7
votes

I have two data tables with x,y coordinates and some other info which I would like to merge based on nearest neighbour distance, i.e. on the minimum in squared difference of both x and y (dx_i =min ([(x_i-x_j)^2+(y_i-y_j)^2]^0.5). Say I have the following two sets:

DT1=data.table(x=1:5,y=3:7)    
DT2=data.table(x=c(2,4,2,3,6),y=c(2.5,3.1,2,3,5),Q=c('a','b','c','d','e'))

Then the desired result of the merge would be:

   x y Q
1: 1 3 a
2: 2 4 d
3: 3 5 d
4: 4 6 e
5: 5 7 e

I could of course write a loop over DT1 to calculate the nearest neighbour for each row in DT1 and then merge based on this calculation, but that seems to defeat the purpose of data tables. Moreover, that will be very slow for data tables of several million rows.
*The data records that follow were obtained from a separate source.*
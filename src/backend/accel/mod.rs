//! Accelerated backend: tiled kernels and fused attention on the global rayon pool

mod kernels;

use super::Backend;
use super::kernels::run_node;
use crate::error::Result;
use crate::runtime::{Context, TensorId};
use kernels::TiledKernels;

const NAME: &str = "Accel";

#[derive(Debug, Default)]
pub struct AccelBackend {
    _private: (),
}

impl AccelBackend {
    pub fn new() -> Self {
        Self::default()
    }
}

impl Backend for AccelBackend {
    fn name(&self) -> &str {
        NAME
    }

    fn compute_node(&self, ctx: &Context, node: TensorId) -> Result<()> {
        run_node(&TiledKernels, NAME, ctx, node)
    }
}
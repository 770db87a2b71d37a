//! Harness configuration
//!
//! Every field has a default, so an empty JSON object is a valid config and
//! the binary works without one.

use crate::backend::BackendKind;
use crate::error::{Error, Result};
use crate::runtime::{KQ_MASK_PAD, pad};
use serde::{Deserialize, Serialize};
use std::path::Path;

/// Attention problem size
#[derive(Debug, Clone, Copy, PartialEq, Eq, Serialize, Deserialize)]
pub struct AttentionShape {
    /// `d`: elements per head
    pub head_dim: usize,
    /// `B`: query length
    pub n_queries: usize,
    /// `S`: key/value length
    pub n_kv: usize,
    /// `H`: attention heads
    pub n_heads: usize,
}

impl Default for AttentionShape {
    fn default() -> Self {
        Self {
            head_dim: 64,
            n_queries: 2048,
            n_kv: 4096,
            n_heads: 32,
        }
    }
}

impl AttentionShape {
    pub fn validate(&self) -> Result<()> {
        for (name, v) in [
            ("head_dim", self.head_dim),
            ("n_queries", self.n_queries),
            ("n_kv", self.n_kv),
            ("n_heads", self.n_heads),
        ] {
            if v == 0 {
                return Err(Error::ConfigError {
                    reason: format!("{name} must be > 0"),
                });
            }
        }
        Ok(())
    }

    /// Mask rows: the query length padded to [`KQ_MASK_PAD`]
    pub fn mask_rows(&self) -> usize {
        pad(self.n_queries, KQ_MASK_PAD)
    }

    /// `1/√d`
    pub fn scale(&self) -> f32 {
        1.0 / (self.head_dim as f32).sqrt()
    }
}

/// Which attention graph to build
#[derive(Debug, Clone, Copy, PartialEq, Eq, Default, Serialize, Deserialize)]
#[serde(rename_all = "lowercase")]
pub enum GraphMode {
    /// One `flash_attn_ext` node
    #[default]
    Fused,
    /// `mul_mat` → `soft_max_ext` → `mul_mat` → `permute`
    Naive,
}

#[derive(Debug, Clone, Serialize, Deserialize)]
pub struct HarnessConfig {
    #[serde(default)]
    pub shape: AttentionShape,

    #[serde(default)]
    pub graph: GraphMode,

    /// Cross-check the primary backend against the CPU reference
    #[serde(default)]
    pub compare: bool,

    #[serde(default)]
    pub backend: BackendKind,

    /// Worker threads for CPU backends
    #[serde(default = "default_n_threads")]
    pub n_threads: usize,

    /// NMSE tolerance per node in compare mode
    #[serde(default = "default_max_err")]
    pub max_err: f64,

    /// Values printed from the result in single-backend mode
    #[serde(default = "default_dump_limit")]
    pub dump_limit: usize,
}

fn default_n_threads() -> usize {
    6
}

fn default_max_err() -> f64 {
    5e-4
}

fn default_dump_limit() -> usize {
    1024
}

impl Default for HarnessConfig {
    fn default() -> Self {
        Self {
            shape: AttentionShape::default(),
            graph: GraphMode::default(),
            compare: false,
            backend: BackendKind::default(),
            n_threads: default_n_threads(),
            max_err: default_max_err(),
            dump_limit: default_dump_limit(),
        }
    }
}

impl HarnessConfig {
    pub fn validate(&self) -> Result<()> {
        self.shape.validate()?;
        if self.n_threads == 0 {
            return Err(Error::ConfigError {
                reason: "n_threads must be > 0".into(),
            });
        }
        if !(self.max_err.is_finite() && self.max_err > 0.0) {
            return Err(Error::ConfigError {
                reason: format!("max_err must be a positive number, got {}", self.max_err),
            });
        }
        Ok(())
    }

    pub fn load_json<P: AsRef<Path>>(path: P) -> Result<Self> {
        let content = std::fs::read_to_string(path.as_ref()).map_err(|e| Error::ConfigError {
            reason: format!("cannot read '{}': {e}", path.as_ref().display()),
        })?;
        Self::from_json(&content)
    }

    pub fn from_json(content: &str) -> Result<Self> {
        let config: Self = serde_json::from_str(content).map_err(|e| Error::ConfigError {
            reason: format!("JSON parse error: {e}"),
        })?;
        config.validate()?;
        Ok(config)
    }
}
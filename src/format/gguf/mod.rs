//! GGUF container: memory-mapped header reader, metadata values and a
//! metadata-only writer for vocabulary files.

pub mod metadata;
pub mod reader;
pub mod types;
pub mod value;
pub mod writer;

pub use metadata::GgufMetadata;
pub use reader::Gguf;
pub use types::{GgmlType, GgufValueType};
pub use value::GgufValue;
pub use writer::GgufWriter;

/// Tensor info entry from a GGUF file
#[derive(Debug, Clone)]
pub struct GgufTensorInfo {
    pub name: String,
    pub n_dims: u32,
    pub shape: Vec<usize>,
    pub ggml_type: GgmlType,
    /// Offset relative to the aligned data section
    pub offset: u64,
}
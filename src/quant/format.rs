//! Simple block-quantization formats (GGUF-compatible)
//!
//! Every format here packs 32 consecutive elements of a row into one
//! fixed-size, little-endian block with no padding between blocks.

use crate::error::{Error, Result};
use std::fmt;

/// Block formats with a CPU dequantizer
#[derive(Debug, Clone, Copy, PartialEq, Eq, Hash)]
pub enum QuantFormat {
    /// 4-bit, f16 scale. 18 bytes/block
    Q4_0,
    /// 4-bit, f16 scale and min. 20 bytes/block
    Q4_1,
    /// 5-bit, f16 scale, 32 high bits. 22 bytes/block
    Q5_0,
    /// 5-bit, f16 scale and min, 32 high bits. 24 bytes/block
    Q5_1,
    /// 8-bit, f16 scale. 34 bytes/block
    Q8_0,
    /// 8-bit, f16 scale and f16 sum. 36 bytes/block
    Q8_1,
}

impl QuantFormat {
    /// Logical elements per block
    pub const fn block_size(self) -> usize {
        32
    }

    /// Exact bytes per block
    pub const fn block_bytes(self) -> usize {
        match self {
            Self::Q4_0 => 18,
            Self::Q4_1 => 20,
            Self::Q5_0 => 22,
            Self::Q5_1 => 24,
            Self::Q8_0 => 34,
            Self::Q8_1 => 36,
        }
    }

    pub const fn name(self) -> &'static str {
        match self {
            Self::Q4_0 => "Q4_0",
            Self::Q4_1 => "Q4_1",
            Self::Q5_0 => "Q5_0",
            Self::Q5_1 => "Q5_1",
            Self::Q8_0 => "Q8_0",
            Self::Q8_1 => "Q8_1",
        }
    }

    /// Storage bytes for `numel` elements. `numel` must be a whole number of blocks.
    pub fn storage_bytes(self, numel: usize) -> Result<usize> {
        if numel % self.block_size() != 0 {
            return Err(Error::InvalidArgument {
                arg: "numel",
                reason: format!(
                    "{numel} is not a multiple of the {} block size {}",
                    self.name(),
                    self.block_size()
                ),
            });
        }
        Ok(numel / self.block_size() * self.block_bytes())
    }
}

impl fmt::Display for QuantFormat {
    fn fmt(&self, f: &mut fmt::Formatter<'_>) -> fmt::Result {
        f.write_str(self.name())
    }
}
I know that for a single column I could do a nearest neighbour merge like this

DT2[DT1,roll="nearest"]

But that (logically) doesn't work when I define 2 keys (x and y) for the tables to be merged. Does a similar syntax for a 2-parameter nearest neighbour merge exist? If not, is there a smarter way to do this then just looping, like I mentioned?

1
The reason it's only done for 1 column, is because for 1 column you can sort it in both tables, making it easy to do a rolling merge. For 2 or more columns you can't do that (there is no sort order) and it's a whole new type of an operation.eddi
@eddi Yes, I understand that the operation will be of a different type. I was just wondering whether this (I think common) type of merge was implemented in some smart wayMichiel
I haven't thought too much about it - but if you come up with a smart algorithm to do it, you can certainly add a suggestion or a pull request on github.eddi

1 Answers

4
votes

One possible solution:

func = function(u,v)
{
    vec = with(DT2, (u-x)^2 + (v-y)^2)
    DT2[which.min(vec),]$Q
}

transform(DT1, Q=apply(DT1, 1, function(u) func(u[1], u[2])))

#   x y Q
#1: 1 3 a
#2: 2 4 d
#3: 3 5 d
#4: 4 6 e
#5: 5 7 e